## Task details
Your response should contain every line from the data below that holds the string "dashboard".

## Source material

//! Consumer-side status display and diagnostics.
//!
//! This module holds the terminal dashboard that renders the polled feeds
//! and keeps a short diagnostic history.

pub mod dashboard;

pub use dashboard::Dashboard;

## Response to the task
//! This module holds the terminal dashboard that renders the polled feeds
pub mod dashboard;
pub use dashboard::Dashboard;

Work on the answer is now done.